Una riflessione su un fatto di cronaca già da tempo dimenticato eppure emblematico, la contestazione all'inaugurazione della nuova stagione della Scala. La lotta di classe non è finita e lo Stato non ha perso la sua impronta classista. (S.L.L.)
Milano, Teatro alla Scala, 7 dicembre 2014. La polizia prepara la carica,
Sono trascorsi alcuni giorni, ma vale la pena di ritornare sulla prima di Sant’Ambrogio a Milano, il 7 dicembre scorso, inaugurazione della stagione del Teatro Alla Scala. Vale la pena di ritornarci, perché si è trattato di un momento straordinariamente rivelatore, paradigmatico, della situazione presente: italiana, ma non soltanto.
Quelle viste in Piazza della Scala, erano le due facce del Paese che si fronteggiavano: i ricchi – protetti, come sempre, dalle “forze dell’ordine” – che volevano “soltanto” godersi lo spettacolo e la cena di gala, consapevoli e lieti di far parte degli happy fews, da una parte; dall’altra, i “vecchi” e “nuovi” poveri, gli inoccupati, i licenziati, i cassintegrati, i senza casa, i precari, che contestavano proprio quel diritto a coloro che ritengono (giustamente) siano in gran parte responsabile della propria miseria. Era la lotta di classe che si affacciava ancora una volta nella sua dimensione elementare: scontro tra chi ha e chi non ha, tra chi detiene potere finanziario, culturale, politico, e chi è non solo deprivato di qualsiasi briciola di quel potere, ma ne viene inesorabilmente allontanato ogni giorno di più.
I poliziotti fanno il loro mestiere, incuranti della realtà di essere gente in miseria, assoldati per tenere in miseria altri poveri, come notava Antonio Gramsci, molti decenni or sono.

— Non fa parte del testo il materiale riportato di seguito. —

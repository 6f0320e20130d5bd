//! Category aggregation and orphan reattachment
//!
//! A logical category reaches the store as exactly one record even though
//! the site serves it as N paginated documents and occasionally leaks
//! product pages outside any category context. Per category URL the flow is
//! DISCOVERED → FETCHING → EXTRACTED → (PAGINATION? → AGGREGATING → MERGED)
//! → STORED, and STORED is reached exactly once: the aggregated-set check
//! makes any later visit to the base or its `/page/N/` documents a no-op.

use std::time::Duration;

use futures::future;
use rand::Rng;
use scraper::{Html, Selector};
use tracing::{debug, instrument, warn};
use url::Url;

use crate::crawler::classify;
use crate::crawler::config::CrawlerConfig;
use crate::crawler::error::CrawlError;
use crate::crawler::fetcher::{FetchTier, Fetcher};
use crate::crawler::records::{CategoryRecord, ProductRecord};
use crate::crawler::state::CrawlState;
use crate::crawler::url_filter::{self, canonical_base};
use crate::extract::{self, CategoryExtraction};

/// Pause bounds between product-detail batches, milliseconds
const BATCH_PAUSE_MIN_MS: u64 = 60;
const BATCH_PAUSE_MAX_MS: u64 = 140;

/// What happened to a product reached outside category context
#[derive(Debug, Clone, PartialEq, Eq)]
pub enum OrphanOutcome {
    /// Merged into an existing category record
    Merged {
        /// Canonical base URL of the receiving category
        category_url: String,
    },

    /// No parent category and no fallback bucket: dropped with a logged skip
    Dropped,
}

/// Resolve a freshly extracted category into its final aggregated record
///
/// Fetches pagination pages 2..=max_page off the canonical base, dedups
/// product links across pages, resolves each link into a full product record
/// in bounded concurrent batches, and marks the base aggregated. A failed
/// pagination page is logged and skipped; the category still ends up
/// aggregated so the frontier never retries it.
#[instrument(skip(fetcher, state, extraction, config), fields(url = %extraction.record.url))]
pub async fn aggregate_category(
    fetcher: &Fetcher,
    state: &mut CrawlState,
    extraction: CategoryExtraction,
    config: &CrawlerConfig,
) -> CategoryRecord {
    let CategoryExtraction {
        mut record,
        mut product_links,
        max_page,
    } = extraction;
    let cap = config.category_product_cap;
    product_links.truncate(cap);

    if max_page > 1 {
        debug!("category {} spans {} pages", record.url, max_page);
    }
    for page in 2..=max_page {
        if product_links.len() >= cap {
            break;
        }
        let page_url = format!("{}page/{}/", record.url, page);
        match fetcher.get(&page_url, FetchTier::Listing).await {
            Ok(body) => {
                let more = {
                    let document = Html::parse_document(&body);
                    match Url::parse(&page_url) {
                        Ok(parsed) => extract::product_links(&document, &parsed, config),
                        Err(_) => Vec::new(),
                    }
                };
                for summary in more {
                    if product_links.len() >= cap {
                        break;
                    }
                    if !product_links.iter().any(|known| known.url == summary.url) {
                        product_links.push(summary);
                    }
                }
                state.frontier.mark_visited(&page_url);
            }
            Err(err) => {
                let err = CrawlError::Aggregation(format!("{}: {}", page_url, err));
                warn!("{}, continuing with whichever pages succeeded", err);
            }
        }
    }

    for summary in &product_links {
        state.discovered.record_product(&summary.url);
        state.frontier.mark_visited(&summary.url);
    }

    for batch in product_links.chunks(config.concurrency) {
        if record.products.len() >= cap {
            break;
        }

        let handles: Vec<_> = batch
            .iter()
            .cloned()
            .map(|summary| {
                let fetcher = fetcher.clone();
                let config = config.clone();
                let category_type = record.category_type.clone();
                let depth = record.depth + 1;
                tokio::spawn(async move {
                    let resolved = fetcher.get_unpaced(&summary.url, FetchTier::Product).await.map(
                        |body| {
                            let mut product =
                                extract::extract_product(&body, &summary.url, depth, &config);
                            product.category_type = category_type;
                            if product.name.is_empty() {
                                product.name = summary.name.clone();
                            }
                            if product.price.is_empty() {
                                product.price = summary.price.clone();
                            }
                            product
                        },
                    );
                    (summary, resolved)
                })
            })
            .collect();

        for joined in future::join_all(handles).await {
            let (summary, resolved) = match joined {
                Ok(result) => result,
                Err(err) => {
                    warn!("product-detail task failed to join: {}", err);
                    continue;
                }
            };
            let product = match resolved {
                Ok(product) => product,
                Err(err) => {
                    // keep the product with the listing-snippet fields rather
                    // than dropping it
                    warn!(
                        "product fetch {} failed ({}), keeping listing snippet",
                        summary.url, err
                    );
                    summary.into_record(&record.category_type, record.depth + 1)
                }
            };
            merge_product(&mut record, product, cap);
        }

        let pause =
            rand::thread_rng().gen_range(BATCH_PAUSE_MIN_MS..=BATCH_PAUSE_MAX_MS);
        tokio::time::sleep(Duration::from_millis(pause)).await;
    }

    record.aggregated = true;
    state.mark_aggregated(&record.url);
    state.stats.products_aggregated += record.products.len();
    record
}

/// Merge a product into a category, deduplicating by URL
///
/// An existing entry with the same URL only gains fields it is missing; a
/// new entry is appended while the per-category cap allows. Returns false
/// when the product was dropped by the cap.
pub fn merge_product(category: &mut CategoryRecord, product: ProductRecord, cap: usize) -> bool {
    if let Some(existing) = category
        .products
        .iter_mut()
        .find(|known| known.url == product.url)
    {
        fill_missing(existing, product);
        return true;
    }
    if category.products.len() >= cap {
        return false;
    }
    category.products.push(product);
    true
}

fn fill_missing(existing: &mut ProductRecord, incoming: ProductRecord) {
    if existing.name.is_empty() {
        existing.name = incoming.name;
    }
    if existing.price.is_empty() {
        existing.price = incoming.price;
    }
    if existing.availability.is_empty() || existing.availability == "unknown" {
        existing.availability = incoming.availability;
    }
    if existing.description.is_empty() {
        existing.description = incoming.description;
    }
    if existing.specifications.is_empty() {
        existing.specifications = incoming.specifications;
    }
    if existing.colors.is_empty() {
        existing.colors = incoming.colors;
    }
    if existing.images.is_empty() {
        existing.images = incoming.images;
    }
    if existing.sku.is_empty() {
        existing.sku = incoming.sku;
    }
}

/// Infer the parent category of a directly-reached product page
///
/// The first category-shaped link on the page (breadcrumb or navigation)
/// names the parent; pagination links do not count.
pub fn infer_parent_category(html: &str, page_url: &str, config: &CrawlerConfig) -> Option<String> {
    let document = Html::parse_document(html);
    let base = Url::parse(page_url).ok()?;
    let anchor_sel = Selector::parse("a[href]").ok()?;

    for link in document.select(&anchor_sel) {
        let Some(href) = link.value().attr("href") else {
            continue;
        };
        let Some(url) = url_filter::normalize(href, &base) else {
            continue;
        };
        let Ok(parsed) = Url::parse(&url) else {
            continue;
        };
        let path = parsed.path();
        let is_category = config
            .category_path_markers
            .iter()
            .any(|marker| path.contains(marker.as_str()));
        if is_category && classify::page_number(&url).is_none() {
            return Some(canonical_base(&url));
        }
    }
    None
}

/// Attach an orphaned product to its inferred parent, the fallback bucket,
/// or drop it
///
/// Deterministic rule: merge into the inferred parent when its record
/// exists, else into the generic bucket when one exists, else drop with a
/// logged skip.
pub fn attach_orphan(
    state: &mut CrawlState,
    product: ProductRecord,
    parent: Option<String>,
    cap: usize,
) -> OrphanOutcome {
    let target = parent
        .filter(|url| state.find_category_mut(url).is_some())
        .or_else(|| {
            state
                .find_fallback_bucket_mut()
                .map(|bucket| bucket.url.clone())
        });

    let Some(category_url) = target else {
        warn!(
            "no parent category inferable for orphaned product {}, dropping",
            product.url
        );
        state.stats.orphans_dropped += 1;
        return OrphanOutcome::Dropped;
    };

    let product_url = product.url.clone();
    let merged = match state.find_category_mut(&category_url) {
        Some(category) => merge_product(category, product, cap),
        None => false,
    };

    if merged {
        state.stats.orphans_merged += 1;
        OrphanOutcome::Merged { category_url }
    } else {
        warn!(
            "category {} is at its product cap, dropping orphaned product {}",
            category_url, product_url
        );
        state.stats.orphans_dropped += 1;
        OrphanOutcome::Dropped
    }
}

Qui si aprirebbe una riflessione sul tema “forze dell’ordine”, che, nel decennio Sessanta-Settanta, fu vivace e assai utile, ma che in seguito, colpevolmente, è stata del tutto abbandonata, e gli effetti si vedono. Le forze di polizia, nelle varie, troppo numerose e scoordinate componenti, svolgono un lavoro ingrato, spesso in condizioni molto difficili. Ma, difendendo lo Stato di diritto sono costrette a difendere uno Stato ingiusto, un ordine che sempre più si disvela come classista. E appunto il paradosso è che la composizione sociale degli agenti e dei carabinieri (ancor più) è medio-bassa, e le loro ragioni sociali li dovrebbero collocare dalla stessa parte della barricata dove sono i proletari, i sottomessi, gli sfruttati. Invece per il loro ruolo finiscono per stare dalla parte dei potenti e dei ricchi: che sono i loro nemici naturali. E nell’ultimo quindicennio/ventennio, sempre di più la ventata democratica che aveva percorso soprattutto la Polizia di Stato negli anni Settanta, a seguito di quel dibattito cui facevo riferimento, si è illanguidita fino quasi a scomparire.

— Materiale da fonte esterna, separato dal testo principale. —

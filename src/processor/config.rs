//! Chunking configuration

/// Configuration for chunking text
#[derive(Debug, Clone)]
pub struct ChunkOptions {
    /// Maximum chunk length in characters
    pub max_len: usize,

    /// Characters shared between adjacent chunks
    pub overlap: usize,
}

impl Default for ChunkOptions {
    fn default() -> Self {
        Self {
            max_len: 1000,
            overlap: 100,
        }
    }
}

impl ChunkOptions {
    pub fn new(max_len: usize, overlap: usize) -> Self {
        Self { max_len, overlap }
    }
}
//! Rule and ruleset model
//!
//! Rulesets are JSON documents:
//!
//! ```json
//! {
//!   "rules": [
//!     {
//!       "name": "Spam from the billing robot",
//!       "conditions": {
//!         "operator": "ALL",
//!         "rules": [
//!           {"field": "from_email", "predicate": "Equals", "value": "robot@example.net"},
//!           {"field": "date", "predicate": "LessThan", "value": "30d"}
//!         ]
//!       },
//!       "actions": [{"type": "move_message", "folder": "SPAM"}]
//!     }
//!   ]
//! }
//! ```
//!
//! Loading is two-pass: serde parses the untyped document, then every rule is
//! validated into the typed model. All violations are collected and reported
//! together, and no partial ruleset is ever returned.

use chrono::{DateTime, Utc};
use serde::Deserialize;
use std::fmt;
use std::path::Path;

use crate::error::{GmailError, Result, RuleViolation};
use crate::models::Mailbox;
use crate::predicate::{Predicate, SqlFilter};

#[derive(Debug, Deserialize)]
#[serde(deny_unknown_fields)]
struct RulesetDocument {
    rules: Vec<RuleDocument>,
}

#[derive(Debug, Deserialize)]
struct RuleDocument {
    name: String,
    conditions: ConditionDocument,
    actions: Vec<ActionDocument>,
}

#[derive(Debug, Deserialize)]
struct ConditionDocument {
    operator: MatchOperator,
    rules: Vec<PredicateDocument>,
}

#[derive(Debug, Deserialize)]
struct PredicateDocument {
    field: String,
    predicate: String,
    value: String,
}

#[derive(Debug, Deserialize)]
struct ActionDocument {
    #[serde(rename = "type")]
    kind: ActionKind,
    #[serde(default)]
    folder: Option<String>,
}

#[derive(Debug, Clone, Copy, PartialEq, Eq, Deserialize)]
#[serde(rename_all = "snake_case")]
enum ActionKind {
    MarkAsRead,
    MarkAsUnread,
    MoveMessage,
}

/// How a rule's predicates combine
#[derive(Debug, Clone, Copy, PartialEq, Eq, Deserialize)]
pub enum MatchOperator {
    #[serde(rename = "ANY")]
    Any,
    #[serde(rename = "ALL")]
    All,
}

impl fmt::Display for MatchOperator {
    fn fmt(&self, f: &mut fmt::Formatter<'_>) -> fmt::Result {
        match self {
            MatchOperator::Any => f.write_str("ANY"),
            MatchOperator::All => f.write_str("ALL"),
        }
    }
}

/// Predicates joined by a single operator.
///
/// With no predicates, `All` matches every message and `Any` matches none.
#[derive(Debug, Clone, PartialEq)]
pub struct Condition {
    pub operator: MatchOperator,
    pub predicates: Vec<Predicate>,
}

impl Condition {
    pub fn matches(&self, record: &crate::models::EmailRecord) -> bool {
        match self.operator {
            MatchOperator::All => self.predicates.iter().all(|p| p.matches(record)),
            MatchOperator::Any => self.predicates.iter().any(|p| p.matches(record)),
        }
    }

    pub fn to_sql(&self) -> SqlFilter {
        if self.predicates.is_empty() {
            let clause = match self.operator {
                MatchOperator::All => "1",
                MatchOperator::Any => "0",
            };
            return SqlFilter {
                clause: clause.to_string(),
                params: Vec::new(),
            };
        }

        let joiner = match self.operator {
            MatchOperator::All => " AND ",
            MatchOperator::Any => " OR ",
        };

        let mut clauses = Vec::with_capacity(self.predicates.len());
        let mut params = Vec::new();
        for predicate in &self.predicates {
            let sql = predicate.to_sql();
            clauses.push(format!("({})", sql.clause));
            params.extend(sql.params);
        }

        SqlFilter {
            clause: clauses.join(joiner),
            params,
        }
    }
}

/// A state change applied to one message
#[derive(Debug, Clone, Copy, PartialEq, Eq)]
pub enum Action {
    MarkRead,
    MarkUnread,
    MoveTo(Mailbox),
}

impl fmt::Display for Action {
    fn fmt(&self, f: &mut fmt::Formatter<'_>) -> fmt::Result {
        match self {
            Action::MarkRead => f.write_str("MarkRead"),
            Action::MarkUnread => f.write_str("MarkUnread"),
            Action::MoveTo(mailbox) => write!(f, "MoveTo({})", mailbox),
        }
    }
}

#[derive(Debug, Clone, PartialEq)]
pub struct Rule {
    pub name: String,
    pub condition: Condition,
    pub actions: Vec<Action>,
}

#[derive(Debug, Clone, PartialEq, Default)]
pub struct RuleSet {
    pub rules: Vec<Rule>,
}

impl RuleSet {
    /// Load and validate a ruleset file
    pub async fn load(path: &Path) -> Result<Self> {
        let content = tokio::fs::read_to_string(path).await.map_err(|e| {
            GmailError::RulesetParse(format!("Failed to read {}: {}", path.display(), e))
        })?;
        let ruleset = Self::from_json(&content)?;
        tracing::info!(
            "Loaded {} rules from {}",
            ruleset.rules.len(),
            path.display()
        );
        Ok(ruleset)
    }

    pub fn from_json(content: &str) -> Result<Self> {
        Self::from_json_at(content, Utc::now())
    }

    /// Parse and validate, resolving relative dates against `now`
    pub fn from_json_at(content: &str, now: DateTime<Utc>) -> Result<Self> {
        let document: RulesetDocument =
            serde_json::from_str(content).map_err(|e| GmailError::RulesetParse(e.to_string()))?;

        let mut rules = Vec::with_capacity(document.rules.len());
        let mut violations = Vec::new();

        for rule in document.rules {
            match validate_rule(rule, now) {
                Ok(rule) => rules.push(rule),
                Err(mut found) => violations.append(&mut found),
            }
        }

        if !violations.is_empty() {
            return Err(GmailError::InvalidRuleset(violations));
        }

        Ok(Self { rules })
    }
}

fn validate_rule(
    document: RuleDocument,
    now: DateTime<Utc>,
) -> std::result::Result<Rule, Vec<RuleViolation>> {
    let mut violations = Vec::new();
    let violation = |location: String, reason: String| RuleViolation {
        rule: document.name.clone(),
        location,
        reason,
    };

    let mut predicates = Vec::with_capacity(document.conditions.rules.len());
    for (index, condition) in document.conditions.rules.iter().enumerate() {
        match Predicate::parse_at(&condition.field, &condition.predicate, &condition.value, now) {
            Ok(predicate) => predicates.push(predicate),
            Err(e) => violations.push(violation(
                format!("conditions[{}].{}", index, condition.field),
                e.to_string(),
            )),
        }
    }

    let mut actions = Vec::with_capacity(document.actions.len());
    for (index, action) in document.actions.iter().enumerate() {
        let location = format!("actions[{}]", index);
        match (action.kind, action.folder.as_deref()) {
            (ActionKind::MarkAsRead, _) => actions.push(Action::MarkRead),
            (ActionKind::MarkAsUnread, _) => actions.push(Action::MarkUnread),
            (ActionKind::MoveMessage, None) => violations.push(violation(
                location,
                "`folder` must be provided when `type` is move_message".to_string(),
            )),
            (ActionKind::MoveMessage, Some(folder)) => match folder.parse::<Mailbox>() {
                Ok(mailbox) => actions.push(Action::MoveTo(mailbox)),
                Err(reason) => violations.push(violation(location, reason)),
            },
        }
    }

    if !violations.is_empty() {
        return Err(violations);
    }

    Ok(Rule {
        name: document.name,
        condition: Condition {
            operator: document.conditions.operator,
            predicates,
        },
        actions,
    })
}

Come dimostra una serie incessante di episodi, da Genova 2001 alle uccisioni dei poveri Aldrovandi, Cucchi e così via, in un triste, troppo lungo martirologio; senza citare poi gli episodi di corruzione che coinvolgono le stesse forze che dovrebbero reprimerla. La sinistra, soprattutto, ha avuto, fra i tanti torti, quello di lasciar cadere la “questione polizia” che invece è una questione importante.

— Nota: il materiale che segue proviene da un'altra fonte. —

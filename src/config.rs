use serde::{Deserialize, Serialize};
use std::path::{Path, PathBuf};

use crate::error::{GmailError, Result};
use crate::mirror::Mirror;

/// Mirror path that selects an in-memory database
pub const IN_MEMORY_PATH: &str = ":memory:";

#[derive(Debug, Clone, Serialize, Deserialize, Default)]
pub struct Config {
    #[serde(default)]
    pub mirror: MirrorConfig,
    #[serde(default)]
    pub sync: SyncConfig,
    #[serde(default)]
    pub execution: ExecutionConfig,
}

#[derive(Debug, Clone, Serialize, Deserialize)]
pub struct MirrorConfig {
    #[serde(default = "default_mirror_path")]
    pub path: PathBuf,
}

impl Default for MirrorConfig {
    fn default() -> Self {
        Self {
            path: default_mirror_path(),
        }
    }
}

impl MirrorConfig {
    pub fn is_in_memory(&self) -> bool {
        self.path.as_os_str() == IN_MEMORY_PATH
    }

    /// Open the configured mirror
    pub fn open(&self) -> Result<Mirror> {
        if self.is_in_memory() {
            Mirror::open_in_memory()
        } else {
            Mirror::open(&self.path)
        }
    }
}

#[derive(Debug, Clone, Serialize, Deserialize)]
pub struct SyncConfig {
    #[serde(default = "default_max_concurrent_fetches")]
    pub max_concurrent_fetches: usize,
}

impl Default for SyncConfig {
    fn default() -> Self {
        Self {
            max_concurrent_fetches: default_max_concurrent_fetches(),
        }
    }
}

#[derive(Debug, Clone, Serialize, Deserialize, Default)]
pub struct ExecutionConfig {
    #[serde(default)]
    pub dry_run: bool,
}

fn default_mirror_path() -> PathBuf {
    PathBuf::from(".gmail-rules/emails.sqlite")
}

fn default_max_concurrent_fetches() -> usize {
    10
}

impl Config {
    pub async fn load(path: &Path) -> Result<Self> {
        if !path.exists() {
            tracing::warn!("Config file not found at {:?}, using defaults", path);
            return Ok(Self::default());
        }

        let content = tokio::fs::read_to_string(path)
            .await
            .map_err(|e| GmailError::ConfigError(format!("Failed to read config file: {}", e)))?;

        let config: Self = toml::from_str(&content)
            .map_err(|e| GmailError::ConfigError(format!("Failed to parse config file: {}", e)))?;

        config.validate()?;

        tracing::info!("Loaded configuration from {:?}", path);
        Ok(config)
    }

    pub async fn save(&self, path: &Path) -> Result<()> {
        if let Some(parent) = path.parent() {
            tokio::fs::create_dir_all(parent).await.map_err(|e| {
                GmailError::ConfigError(format!("Failed to create config directory: {}", e))
            })?;
        }

        let content = toml::to_string_pretty(self)
            .map_err(|e| GmailError::ConfigError(format!("Failed to serialize config: {}", e)))?;

        tokio::fs::write(path, content)
            .await
            .map_err(|e| GmailError::ConfigError(format!("Failed to write config file: {}", e)))?;

        tracing::info!("Saved configuration to {:?}", path);
        Ok(())
    }

    /// Validate configuration values
    pub fn validate(&self) -> Result<()> {
        if self.mirror.path.as_os_str().is_empty() {
            return Err(GmailError::ConfigError(
                "mirror.path cannot be empty".to_string(),
            ));
        }

        // Gmail allows 250 quota units/sec; a raw get costs 5
        if self.sync.max_concurrent_fetches == 0 {
            return Err(GmailError::ConfigError(
                "sync.max_concurrent_fetches must be at least 1".to_string(),
            ));
        }
        if self.sync.max_concurrent_fetches > 50 {
            return Err(GmailError::ConfigError(
                "sync.max_concurrent_fetches cannot exceed 50".to_string(),
            ));
        }

        tracing::debug!("Configuration validation passed");
        Ok(())
    }

    /// Create an example configuration file
    pub async fn create_example(path: &Path) -> Result<()> {
        Self::default().save(path).await
    }
}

Ma torniamo a Milano. I politici, quest’anno, si sono dati alla macchia, comprensibilmente: il presidente della Repubblica, credo, per stanchezza (e forse anche un po’ di senso del pudore); il premier, sono certo, per timore di proteste, quelle proteste che lo stanno accompagnando come un’ombra. Nessun capo di governo degli ultimi anni, Berlusconi compreso, ha subito altrettante contestazioni: dovunque lo porti la sua agenda politica, che sia una villa da meeting finanziario, o una fabbrica dove ostentare la sua familiarità col lavoro “vero”, Renzi viene preso a pernacchie, fischi e peggio. Dunque, saggiamente, ha evitato la Scala, dove invece ha troneggiato la inutile figura di Pietro Grasso, presidente del Senato, un uomo rivelatosi al di sotto di ogni pur prudente aspettativa.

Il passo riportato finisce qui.